Dutch supermarket chain Jumbo is revising its main marketing ploy, the ‘Seven Certainties’. Certain hard promises, such as the lowest price or free shopping for the fourth in the queue at the tills, are dropped.
Managing changed expectations
Jumbo founder Karel van Eerd created the Seven Certainties (“7 Zekerheden”) in 1996, in order to make his chain stand out more in a very competitive market. 27 years later however, these promises can do with a little update as customer expectations have changed over time. Jumbo is now doing exactly that, in order to stay relevant for customers.

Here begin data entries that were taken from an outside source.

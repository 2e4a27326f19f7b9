//! Fetching API documents from services.
//!
//! Every fetch is a single GET bounded by [`FetchOptions::timeout`]. The
//! timeout covers both sending the request and reading the body; when it
//! elapses the in-flight request is dropped and the call fails with
//! [`DiscoveryError::Network`].

use std::time::{Duration, Instant};

use http::header::{HeaderMap, HeaderName, HeaderValue, ACCEPT, CONTENT_TYPE};
use meridian_core::ApiDocument;
use meridian_telemetry::metrics::{record_schema_fetch, FetchOutcome};
use reqwest::Client;
use serde_json::Value;
use tracing::{debug, warn};

use crate::config::DEFAULT_FETCH_TIMEOUT;
use crate::error::{DiscoveryError, DiscoveryResult};

/// Per-call fetch options.
#[derive(Debug, Clone)]
pub struct FetchOptions {
    /// Upper bound for the whole request, body included.
    pub timeout: Duration,
    /// Headers sent in addition to the JSON `Accept`/`Content-Type` pair.
    /// A header given here replaces the default of the same name.
    pub headers: HeaderMap,
}

impl Default for FetchOptions {
    fn default() -> Self {
        Self {
            timeout: DEFAULT_FETCH_TIMEOUT,
            headers: HeaderMap::new(),
        }
    }
}

impl FetchOptions {
    /// Options with the given timeout and no extra headers.
    pub fn with_timeout(timeout: Duration) -> Self {
        Self {
            timeout,
            ..Self::default()
        }
    }

    /// Adds a header.
    #[must_use]
    pub fn header(mut self, name: HeaderName, value: HeaderValue) -> Self {
        self.headers.append(name, value);
        self
    }
}

/// HTTP client for service-published API documents.
#[derive(Debug, Clone)]
pub struct SchemaFetcher {
    client: Client,
}

impl SchemaFetcher {
    /// Creates a fetcher with a fresh HTTP client.
    pub fn new() -> DiscoveryResult<Self> {
        let client = Client::builder()
            .build()
            .map_err(|e| DiscoveryError::Client {
                message: e.to_string(),
            })?;
        Ok(Self { client })
    }

    /// Creates a fetcher that shares an existing client.
    pub fn with_client(client: Client) -> Self {
        Self { client }
    }

    /// Fetches an API document and checks that it carries `info.title`,
    /// `info.version` and a `paths` object.
    ///
    /// # Errors
    ///
    /// - [`DiscoveryError::Network`] on transport failure or timeout
    /// - [`DiscoveryError::HttpStatus`] on a non-2xx response
    /// - [`DiscoveryError::Decode`] if the body is not JSON or not a valid document
    pub async fn fetch(&self, url: &str, options: &FetchOptions) -> DiscoveryResult<ApiDocument> {
        let doc = ApiDocument::new(self.fetch_json(url, options).await?);
        if !doc.is_valid() {
            return Err(DiscoveryError::decode(
                url,
                "document is missing info.title, info.version or a paths object",
            ));
        }
        Ok(doc)
    }

    /// Fetches a URL and decodes the body as JSON without checking its shape.
    pub async fn fetch_json(&self, url: &str, options: &FetchOptions) -> DiscoveryResult<Value> {
        let started = Instant::now();

        let result = tokio::time::timeout(options.timeout, self.get(url, &options.headers))
            .await
            .unwrap_or_else(|_| Err(DiscoveryError::timeout(url, options.timeout)));

        let elapsed = started.elapsed();
        record_schema_fetch(outcome_of(&result), elapsed);
        match &result {
            Ok(_) => debug!(url = %url, duration_ms = elapsed.as_millis() as u64, "Fetched API document"),
            Err(e) => warn!(url = %url, error = %e, "API document fetch failed"),
        }

        result
    }

    async fn get(&self, url: &str, extra: &HeaderMap) -> DiscoveryResult<Value> {
        let response = self
            .client
            .get(url)
            .headers(request_headers(extra))
            .send()
            .await
            .map_err(|e| DiscoveryError::network(url, e.to_string()))?;

        let status = response.status();
        if !status.is_success() {
            return Err(DiscoveryError::http_status(url, status.as_u16()));
        }

        let body = response
            .bytes()
            .await
            .map_err(|e| DiscoveryError::network(url, format!("failed to read body: {e}")))?;

        serde_json::from_slice(&body).map_err(|e| DiscoveryError::decode(url, e.to_string()))
    }
}

fn request_headers(extra: &HeaderMap) -> HeaderMap {
    let mut headers = HeaderMap::new();
    headers.insert(ACCEPT, HeaderValue::from_static("application/json"));
    headers.insert(CONTENT_TYPE, HeaderValue::from_static("application/json"));

    for name in extra.keys() {
        headers.remove(name);
    }
    for (name, value) in extra {
        headers.append(name, value.clone());
    }
    headers
}

fn outcome_of(result: &DiscoveryResult<Value>) -> FetchOutcome {
    match result {
        Ok(_) => FetchOutcome::Success,
        Err(DiscoveryError::HttpStatus { .. }) => FetchOutcome::HttpError,
        Err(DiscoveryError::Decode { .. }) => FetchOutcome::DecodeError,
        Err(_) => FetchOutcome::NetworkError,
    }
}

#[cfg(test)]
mod tests {
    use super::*;
    use http::header::AUTHORIZATION;

    #[test]
    fn test_default_headers() {
        let headers = request_headers(&HeaderMap::new());
        assert_eq!(headers[ACCEPT], "application/json");
        assert_eq!(headers[CONTENT_TYPE], "application/json");
        assert_eq!(headers.len(), 2);
    }

    #[test]
    fn test_caller_headers_are_added_and_win() {
        let options = FetchOptions::default()
            .header(AUTHORIZATION, HeaderValue::from_static("Bearer abc"))
            .header(ACCEPT, HeaderValue::from_static("application/vnd.oai.openapi+json"));

        let headers = request_headers(&options.headers);
        assert_eq!(headers[AUTHORIZATION], "Bearer abc");
        assert_eq!(headers[ACCEPT], "application/vnd.oai.openapi+json");
        assert_eq!(headers.get_all(ACCEPT).iter().count(), 1);
        assert_eq!(headers[CONTENT_TYPE], "application/json");
    }

    #[test]
    fn test_fetch_options_default_timeout() {
        assert_eq!(FetchOptions::default().timeout, Duration::from_millis(5000));
        assert_eq!(
            FetchOptions::with_timeout(Duration::from_secs(1)).timeout,
            Duration::from_secs(1)
        );
    }

    #[test]
    fn test_outcome_mapping() {
        assert_eq!(outcome_of(&Ok(Value::Null)), FetchOutcome::Success);
        assert_eq!(
            outcome_of(&Err(DiscoveryError::http_status("u", 500))),
            FetchOutcome::HttpError
        );
        assert_eq!(
            outcome_of(&Err(DiscoveryError::decode("u", "eof"))),
            FetchOutcome::DecodeError
        );
        assert_eq!(
            outcome_of(&Err(DiscoveryError::timeout("u", Duration::from_secs(1)))),
            FetchOutcome::NetworkError
        );
    }
}
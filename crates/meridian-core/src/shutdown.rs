//! Graceful shutdown signal.
//!
//! # Example
//!
//! ```rust
//! use meridian_core::ShutdownSignal;
//!
//! let shutdown = ShutdownSignal::new();
//! let for_job = shutdown.clone();
//!
//! shutdown.trigger();
//! assert!(for_job.is_shutdown());
//! ```

use std::future::Future;
use std::pin::Pin;
use std::sync::atomic::{AtomicBool, Ordering};
use std::sync::Arc;
use std::task::{Context, Poll};

use tokio::sync::broadcast;

/// A cloneable signal used to stop background work.
///
/// All clones observe the same trigger.
#[derive(Debug, Clone)]
pub struct ShutdownSignal {
    triggered: Arc<AtomicBool>,
    sender: broadcast::Sender<()>,
}

impl ShutdownSignal {
    /// Creates an untriggered signal.
    #[must_use]
    pub fn new() -> Self {
        let (sender, _) = broadcast::channel(1);
        Self {
            triggered: Arc::new(AtomicBool::new(false)),
            sender,
        }
    }

    /// Triggers the signal. Idempotent.
    pub fn trigger(&self) {
        if self
            .triggered
            .compare_exchange(false, true, Ordering::SeqCst, Ordering::SeqCst)
            .is_ok()
        {
            // No receivers is fine.
            let _ = self.sender.send(());
        }
    }

    /// Returns `true` once the signal has been triggered.
    #[must_use]
    pub fn is_shutdown(&self) -> bool {
        self.triggered.load(Ordering::SeqCst)
    }

    /// Returns a future that completes when the signal is triggered, or
    /// immediately if it already was.
    pub fn recv(&self) -> ShutdownReceiver {
        // Subscribe before reading the flag so a trigger in between is seen.
        let mut receiver = self.sender.subscribe();
        let triggered = Arc::clone(&self.triggered);
        ShutdownReceiver {
            inner: Box::pin(async move {
                if triggered.load(Ordering::SeqCst) {
                    return;
                }
                let _ = receiver.recv().await;
            }),
        }
    }

    /// Creates a signal that triggers on SIGTERM or SIGINT (Ctrl+C).
    ///
    /// Must be called from within a tokio runtime.
    #[must_use]
    pub fn with_os_signals() -> Self {
        let signal = Self::new();
        let signal_clone = signal.clone();

        tokio::spawn(async move {
            wait_for_os_signal().await;
            signal_clone.trigger();
        });

        signal
    }
}

impl Default for ShutdownSignal {
    fn default() -> Self {
        Self::new()
    }
}

/// Future returned by [`ShutdownSignal::recv`].
pub struct ShutdownReceiver {
    inner: Pin<Box<dyn Future<Output = ()> + Send>>,
}

impl Future for ShutdownReceiver {
    type Output = ();

    fn poll(mut self: Pin<&mut Self>, cx: &mut Context<'_>) -> Poll<Self::Output> {
        self.inner.as_mut().poll(cx)
    }
}

impl std::fmt::Debug for ShutdownReceiver {
    fn fmt(&self, f: &mut std::fmt::Formatter<'_>) -> std::fmt::Result {
        f.debug_struct("ShutdownReceiver").finish_non_exhaustive()
    }
}

async fn wait_for_os_signal() {
    #[cfg(unix)]
    {
        use tokio::signal::unix::{signal, SignalKind};

        match (signal(SignalKind::terminate()), signal(SignalKind::interrupt())) {
            (Ok(mut sigterm), Ok(mut sigint)) => {
                tokio::select! {
                    _ = sigterm.recv() => {
                        tracing::info!("Received SIGTERM, initiating graceful shutdown");
                    }
                    _ = sigint.recv() => {
                        tracing::info!("Received SIGINT, initiating graceful shutdown");
                    }
                }
                return;
            }
            (Err(e), _) | (_, Err(e)) => {
                tracing::warn!(error = %e, "Failed to register signal handlers, falling back to Ctrl+C");
            }
        }
    }

    match tokio::signal::ctrl_c().await {
        Ok(()) => tracing::info!("Received Ctrl+C, initiating graceful shutdown"),
        Err(e) => {
            tracing::error!(error = %e, "Failed to listen for Ctrl+C");
            std::future::pending::<()>().await;
        }
    }
}

#[cfg(test)]
mod tests {
    use super::*;
    use std::time::Duration;

    #[test]
    fn test_trigger_is_idempotent() {
        let shutdown = ShutdownSignal::new();
        assert!(!shutdown.is_shutdown());
        shutdown.trigger();
        shutdown.trigger();
        assert!(shutdown.is_shutdown());
    }

    #[tokio::test]
    async fn test_recv_after_trigger_completes() {
        let shutdown = ShutdownSignal::new();
        shutdown.trigger();
        tokio::time::timeout(Duration::from_millis(100), shutdown.recv())
            .await
            .unwrap();
    }

    #[tokio::test]
    async fn test_recv_wakes_waiting_task() {
        let shutdown = ShutdownSignal::new();
        let waiter = shutdown.recv();
        let handle = tokio::spawn(waiter);

        tokio::time::sleep(Duration::from_millis(10)).await;
        shutdown.trigger();

        tokio::time::timeout(Duration::from_millis(200), handle)
            .await
            .unwrap()
            .unwrap();
    }
}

Some of the certainties have become either obsolete (such as the promise to keep check-out waiting times low, made redundant by the growing use of self-service check-outs) or just too basic to mention explicitly (such as the fourth Certainty guaranteeing fresh products). Spokesperson Ronald van der Aart told Distrifood about the latter that it is simply a thing that customers nowadays expect by default.
Possibly the most striking change is the termination of the lowest price guarantee (which never has been valid in Jumbo’s Belgian stores anyway). The chain says that people do not ask for it any more, due to the complex conditions attached to the guarantee. Moreover, private labels have grown exponentially since 1996, and they cannot be compared anyway. Despite all this, Jumbo holds on to the promise that “customers are cheaper off anyway”, saying that the chain will maintain three major focuses: price, product range and service.